# [Task input]
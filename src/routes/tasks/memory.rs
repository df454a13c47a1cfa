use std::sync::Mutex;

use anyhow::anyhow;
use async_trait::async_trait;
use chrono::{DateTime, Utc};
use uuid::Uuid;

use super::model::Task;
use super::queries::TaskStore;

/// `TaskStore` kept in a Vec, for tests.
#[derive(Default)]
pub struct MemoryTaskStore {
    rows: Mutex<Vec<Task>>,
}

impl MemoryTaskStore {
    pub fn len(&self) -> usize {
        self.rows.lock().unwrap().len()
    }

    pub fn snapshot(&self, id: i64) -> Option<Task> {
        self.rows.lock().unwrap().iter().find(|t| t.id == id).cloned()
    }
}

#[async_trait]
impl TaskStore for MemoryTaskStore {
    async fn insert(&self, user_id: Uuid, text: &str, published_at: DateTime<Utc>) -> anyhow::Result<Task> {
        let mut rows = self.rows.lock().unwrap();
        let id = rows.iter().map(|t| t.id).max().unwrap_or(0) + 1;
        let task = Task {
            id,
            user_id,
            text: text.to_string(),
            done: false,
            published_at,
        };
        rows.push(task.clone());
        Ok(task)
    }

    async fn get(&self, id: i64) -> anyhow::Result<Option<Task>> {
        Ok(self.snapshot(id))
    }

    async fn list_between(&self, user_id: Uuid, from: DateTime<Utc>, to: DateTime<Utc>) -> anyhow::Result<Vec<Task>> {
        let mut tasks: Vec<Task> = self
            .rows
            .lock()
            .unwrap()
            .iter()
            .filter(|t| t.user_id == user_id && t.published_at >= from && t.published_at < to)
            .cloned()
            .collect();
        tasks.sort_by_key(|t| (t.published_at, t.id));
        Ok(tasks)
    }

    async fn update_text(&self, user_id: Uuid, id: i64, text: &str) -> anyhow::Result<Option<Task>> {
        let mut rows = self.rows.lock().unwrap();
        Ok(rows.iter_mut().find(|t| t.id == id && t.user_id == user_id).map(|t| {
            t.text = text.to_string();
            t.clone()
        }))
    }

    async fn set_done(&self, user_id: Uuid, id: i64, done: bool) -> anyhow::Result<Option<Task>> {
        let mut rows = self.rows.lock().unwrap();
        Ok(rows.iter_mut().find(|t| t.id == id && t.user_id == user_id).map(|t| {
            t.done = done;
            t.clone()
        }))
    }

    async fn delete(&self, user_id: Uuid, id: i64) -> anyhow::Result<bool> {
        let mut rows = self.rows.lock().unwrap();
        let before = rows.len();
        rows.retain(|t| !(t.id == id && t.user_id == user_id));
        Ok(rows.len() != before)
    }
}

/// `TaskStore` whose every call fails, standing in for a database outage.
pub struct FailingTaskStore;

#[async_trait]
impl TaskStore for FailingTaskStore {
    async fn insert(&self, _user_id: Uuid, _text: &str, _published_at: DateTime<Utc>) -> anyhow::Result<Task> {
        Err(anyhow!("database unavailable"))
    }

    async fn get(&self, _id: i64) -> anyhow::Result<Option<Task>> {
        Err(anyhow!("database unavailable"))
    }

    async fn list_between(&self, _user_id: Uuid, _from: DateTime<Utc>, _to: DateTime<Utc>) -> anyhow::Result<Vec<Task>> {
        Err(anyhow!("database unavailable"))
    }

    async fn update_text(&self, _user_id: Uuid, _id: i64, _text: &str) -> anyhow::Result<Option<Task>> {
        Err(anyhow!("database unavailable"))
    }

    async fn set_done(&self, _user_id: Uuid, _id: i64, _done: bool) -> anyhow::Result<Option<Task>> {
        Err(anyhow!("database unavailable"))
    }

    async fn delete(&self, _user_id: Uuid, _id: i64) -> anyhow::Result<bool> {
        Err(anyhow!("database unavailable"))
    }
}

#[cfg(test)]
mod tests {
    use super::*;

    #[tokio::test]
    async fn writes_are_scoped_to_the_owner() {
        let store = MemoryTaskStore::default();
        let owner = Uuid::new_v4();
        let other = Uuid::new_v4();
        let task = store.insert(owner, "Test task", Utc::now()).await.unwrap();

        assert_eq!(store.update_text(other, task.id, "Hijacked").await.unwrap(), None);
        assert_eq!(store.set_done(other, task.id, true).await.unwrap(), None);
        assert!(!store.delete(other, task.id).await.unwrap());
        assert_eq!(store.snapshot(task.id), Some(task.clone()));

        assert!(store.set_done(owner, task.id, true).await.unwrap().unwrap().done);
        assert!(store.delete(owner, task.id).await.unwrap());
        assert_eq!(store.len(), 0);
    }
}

# [Required work]
From the entries, report each line that includes the word "super".

# [Answer for this exercise]
use super::model::Task;
use super::queries::TaskStore;
    use super::*;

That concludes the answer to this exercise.